Na Copa de 1970, a pretensão de torcer contra o Brasil acabou quando Pelé, ainda no primeiro tempo da partida de estreia com a Tchecoslováquia, chutou a bola antes do meio de campo para surpreender o goleiro Viktor, adiantado, e ela, caprichosamente, passou rente à trave. A partir dali, aqueles que se opunham à ditadura militar, e não queriam que o regime linha-dura do general Médici lucrasse politicamente com a conquista no México, renderam-se aos craques. Hoje também se torce contra a seleção, e não há mais Pelés, Gérsons, Tostões.
Talvez não seja bem torcida, mas rejeição ou indiferença. Tirando momentos luminosos de Romário, Rivaldo, os dois Ronaldos, desde a Copa de 1982, na Espanha, não existe “aquela” identificação entre time e povo. Vibra-se mais pelo clube do coração do que pela seleção cujos jogadores tatuados e careteiros fizeram suas vidas atuando no exterior. O advento de um Cebolinha, que só por milagre não foi negociado, causa espanto. Ao chegar ao país, convocado para a Copa América, Filipe Luís disse que preferiria disputar a Eurocopa, “um torneio que tem mais glamour”. Ninguém estranhou.

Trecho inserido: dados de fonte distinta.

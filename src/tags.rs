//! Asset tag generation.
//!
//! A tag reads `{CategoryPrefix}-{FloorToken}-{LocationToken}-{Sequence}`,
//! e.g. `BBA-T-CASA-DE-BOMBAS-0007`. The sequence is derived from the number
//! of tags already stored under the same prefix, so the generated tag is only
//! a candidate: the store's unique constraint decides whether it sticks.

use serde::{Deserialize, Serialize};
use std::fmt;

use crate::config::IdentifierConfig;
use crate::floors::FloorTokenRules;
use crate::text::{fold, normalize, SEPARATOR};

pub const DEFAULT_GENERIC_PREFIX: &str = "EQP";
pub const DEFAULT_LOCATION_TOKEN_MAX_LEN: usize = 15;
pub const DEFAULT_TAG_SEQUENCE_DIGITS: usize = 4;

/// Equipment keywords (already folded) and their tag prefixes.
///
/// Matching walks this table top to bottom and the first keyword found
/// anywhere in the folded asset name wins, so order is significant.
pub const CATEGORY_PREFIXES: &[(&str, &str)] = &[
    ("ESCADA-ROLANTE", "ESR"),
    ("ELEVADOR", "ELV"),
    ("QUADRO", "QDR"),
    ("PAINEL", "QDR"),
    ("BOMBA", "BBA"),
    ("GERADOR", "GER"),
    ("NOBREAK", "UPS"),
    ("TRANSFORMADOR", "TRF"),
    ("CHILLER", "CHL"),
    ("FANCOIL", "FCL"),
    ("SPLIT", "ACS"),
    ("AR-CONDICIONADO", "ACS"),
    ("EXAUSTOR", "EXA"),
    ("VENTILADOR", "VEN"),
    ("EXTINTOR", "EXT"),
    ("HIDRANTE", "HID"),
    ("CAMERA", "CFTV"),
    ("RESERVATORIO", "RES"),
    ("CAIXA-D-AGUA", "RES"),
    ("PORTAO", "PRT"),
    ("LUMINARIA", "ILU"),
];

/// Unique, human-readable identifier of a physical asset.
#[derive(Debug, Clone, PartialEq, Eq, Hash, PartialOrd, Ord, Serialize, Deserialize)]
#[serde(transparent)]
pub struct AssetTag(String);

impl AssetTag {
    pub fn as_str(&self) -> &str {
        &self.0
    }

    pub fn into_string(self) -> String {
        self.0
    }

    /// Category prefix segment.
    pub fn prefix(&self) -> &str {
        self.0.split(SEPARATOR).next().unwrap_or_default()
    }
}

impl fmt::Display for AssetTag {
    fn fmt(&self, f: &mut fmt::Formatter<'_>) -> fmt::Result {
        f.write_str(&self.0)
    }
}

impl AsRef<str> for AssetTag {
    fn as_ref(&self) -> &str {
        &self.0
    }
}

#[derive(Debug, Clone, PartialEq, Eq)]
pub struct TagSettings {
    pub generic_prefix: String,
    pub floor: FloorTokenRules,
    pub location_max_len: usize,
    pub sequence_digits: usize,
}

impl Default for TagSettings {
    fn default() -> Self {
        Self {
            generic_prefix: DEFAULT_GENERIC_PREFIX.to_string(),
            floor: FloorTokenRules::default(),
            location_max_len: DEFAULT_LOCATION_TOKEN_MAX_LEN,
            sequence_digits: DEFAULT_TAG_SEQUENCE_DIGITS,
        }
    }
}

impl From<&IdentifierConfig> for TagSettings {
    fn from(cfg: &IdentifierConfig) -> Self {
        Self {
            generic_prefix: cfg.generic_prefix.clone(),
            floor: FloorTokenRules {
                ground_token: cfg.ground_floor_token.clone(),
                fallback_len: cfg.floor_fallback_len,
            },
            location_max_len: cfg.location_token_max_len,
            sequence_digits: cfg.tag_sequence_digits,
        }
    }
}

/// Deterministic tag composer. Holds no state besides its settings.
#[derive(Debug, Clone, Default)]
pub struct TagGenerator {
    settings: TagSettings,
}

impl TagGenerator {
    pub fn new(settings: TagSettings) -> Self {
        Self { settings }
    }

    pub fn settings(&self) -> &TagSettings {
        &self.settings
    }

    /// Category prefix for an asset name, falling back to the generic prefix.
    pub fn category_prefix<'a>(&'a self, asset_name: &str) -> &'a str {
        lookup_category(asset_name).unwrap_or(self.settings.generic_prefix.as_str())
    }

    /// Identifier prefix used to count tags already issued for `category_prefix`.
    ///
    /// The trailing separator keeps `ACS` from also counting a hypothetical `ACSX`.
    pub fn count_prefix(category_prefix: &str) -> String {
        format!("{category_prefix}{SEPARATOR}")
    }

    /// Composes a tag from names and the number of tags already sharing the prefix.
    pub fn generate(
        &self,
        asset_name: &str,
        floor_name: &str,
        location_name: &str,
        existing_tag_count: u64,
    ) -> AssetTag {
        let prefix = self.category_prefix(asset_name);
        let floor = self.settings.floor.token(floor_name);
        let location = normalize(location_name, self.settings.location_max_len);
        let sequence = existing_tag_count.saturating_add(1);

        AssetTag(format!(
            "{prefix}{sep}{floor}{sep}{location}{sep}{sequence:0width$}",
            sep = SEPARATOR,
            width = self.settings.sequence_digits,
        ))
    }
}

fn lookup_category(asset_name: &str) -> Option<&'static str> {
    let folded = fold(asset_name);
    CATEGORY_PREFIXES
        .iter()
        .find(|(keyword, _)| folded.contains(keyword))
        .map(|(_, prefix)| *prefix)
}

/// Category prefix with default settings.
pub fn category_prefix(asset_name: &str) -> &'static str {
    lookup_category(asset_name).unwrap_or(DEFAULT_GENERIC_PREFIX)
}

/// Generates a tag with default settings.
pub fn generate_tag(
    asset_name: &str,
    floor_name: &str,
    location_name: &str,
    existing_tag_count: u64,
) -> AssetTag {
    TagGenerator::default().generate(asset_name, floor_name, location_name, existing_tag_count)
}
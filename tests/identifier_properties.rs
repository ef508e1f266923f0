//! Property-based tests for the pure identifier generators.

use std::cmp::Ordering;

use facility_codes::floors::{compare_floors, compare_floors_in, sorted_floors, FloorOrder};
use facility_codes::frequency::{most_frequent, UNKNOWN_FREQUENCY};
use facility_codes::orders::{OrderCodeFormat, OrderKind};
use facility_codes::tags::{category_prefix, generate_tag};
use facility_codes::text::normalize;
use proptest::prelude::*;

fn floor_label_strategy() -> impl Strategy<Value = String> {
    prop_oneof![
        Just("Térreo".to_string()),
        Just("Pavimento Térreo".to_string()),
        (1i32..40).prop_map(|n| format!("{}º Andar", n)),
        (1i32..5).prop_map(|n| format!("Subsolo {}", n)),
        (-5i32..40).prop_map(|n| format!("Piso {}", n)),
        "[A-Za-z ]{1,12}",
    ]
}

fn free_text_strategy() -> impl Strategy<Value = String> {
    "[A-Za-zÀ-ÿ0-9 /._-]{0,40}"
}

proptest! {
    #![proptest_config(ProptestConfig::with_cases(500))]

    #[test]
    fn normalize_output_stays_in_alphabet(input in free_text_strategy(), max_len in 1usize..30) {
        let out = normalize(&input, max_len);
        prop_assert!(out.len() <= max_len);
        prop_assert!(out.chars().all(|c| c.is_ascii_uppercase() || c.is_ascii_digit() || c == '-'));
        prop_assert!(!out.starts_with('-') && !out.ends_with('-'));
        prop_assert!(!out.contains("--"), "collapsed separators expected in {:?}", out);
    }

    #[test]
    fn normalize_is_idempotent(input in free_text_strategy(), max_len in 1usize..30) {
        let once = normalize(&input, max_len);
        prop_assert_eq!(normalize(&once, max_len), once);
    }

    #[test]
    fn tags_are_deterministic(
        asset in "[A-Za-z ]{1,20}",
        floor in floor_label_strategy(),
        location in free_text_strategy(),
        count in 0u64..100_000,
    ) {
        let tag = generate_tag(&asset, &floor, &location, count);
        prop_assert_eq!(&tag, &generate_tag(&asset, &floor, &location, count));

        let expected_prefix = format!("{}-", category_prefix(&asset));
        let expected_suffix = format!("{:04}", count + 1);
        prop_assert!(tag.as_str().starts_with(&expected_prefix));
        prop_assert!(tag.as_str().ends_with(&expected_suffix));
    }

    #[test]
    fn floor_comparison_is_antisymmetric(a in floor_label_strategy(), b in floor_label_strategy()) {
        prop_assert_eq!(compare_floors(&a, &b), compare_floors(&b, &a).reverse());
        prop_assert_eq!(compare_floors(&a, &a), Ordering::Equal);
    }

    #[test]
    fn sorted_floors_are_ordered_permutations(
        labels in prop::collection::vec(floor_label_strategy(), 0..12),
        bottom_up in any::<bool>(),
    ) {
        let order = if bottom_up { FloorOrder::BottomUp } else { FloorOrder::TopDown };
        let sorted = sorted_floors(&labels, order);

        prop_assert_eq!(sorted.len(), labels.len());
        for pair in sorted.windows(2) {
            prop_assert_ne!(compare_floors_in(order, &pair[0], &pair[1]), Ordering::Greater);
        }

        let mut expected = labels.clone();
        let mut actual = sorted.clone();
        expected.sort();
        actual.sort();
        prop_assert_eq!(actual, expected);
    }

    #[test]
    fn most_frequent_picks_an_input_label(labels in prop::collection::vec("[A-Za-z ]{0,10}", 0..15)) {
        let winner = most_frequent(&labels);
        if labels.iter().all(|label| label.trim().is_empty()) {
            prop_assert_eq!(winner, UNKNOWN_FREQUENCY);
        } else {
            prop_assert!(labels.iter().any(|label| label.trim() == winner));
        }
    }

    #[test]
    fn rendered_order_numbers_parse_back(
        number in 1i64..10_000_000,
        corrective in any::<bool>(),
        acronym in "[A-Z]{2,5}[0-9]{0,2}",
        template in prop_oneof![
            Just("{marker}-{acronym}-{number}"),
            Just("{number}-{acronym}-{marker}"),
            Just("{acronym}/{number}.{marker}"),
        ],
    ) {
        let kind = if corrective { OrderKind::Corrective } else { OrderKind::Preventive };
        let format = OrderCodeFormat { template: template.to_string(), ..OrderCodeFormat::default() };
        let code = format.render(&acronym, kind, number);
        let pattern = format.pattern(&acronym, kind).unwrap();
        prop_assert_eq!(pattern.parse(code.as_str()), Some(number));
    }
}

Com o alto preço dos ingressos nas chamadas arenas, a galera sem grana abrigou-se nos botequins mais vagabundos, diante da TV. Nem queira ouvir os xingamentos com que eles tratam a seleção que um dia os representou.
Para piorar, a camisa canarinho foi sequestrada. Virou elemento de decoração para manifestações patrioteiras. Em sua obsessão de “mito”, o presidente Bolsonaro não perde a chance de se pavonear à beira dos gramados, recolhendo aplausos mas também apupos. Pense num homem errado num lugar errado.
Neste domingo (7), o time do Brasil, depois de seis longos anos, reencontra o Maracanã, seu maior palco, para a decisão com o Peru. Se não se pode ter uma seleção de sonhos, ao menos que o estádio volte a habitar o imaginário da bola.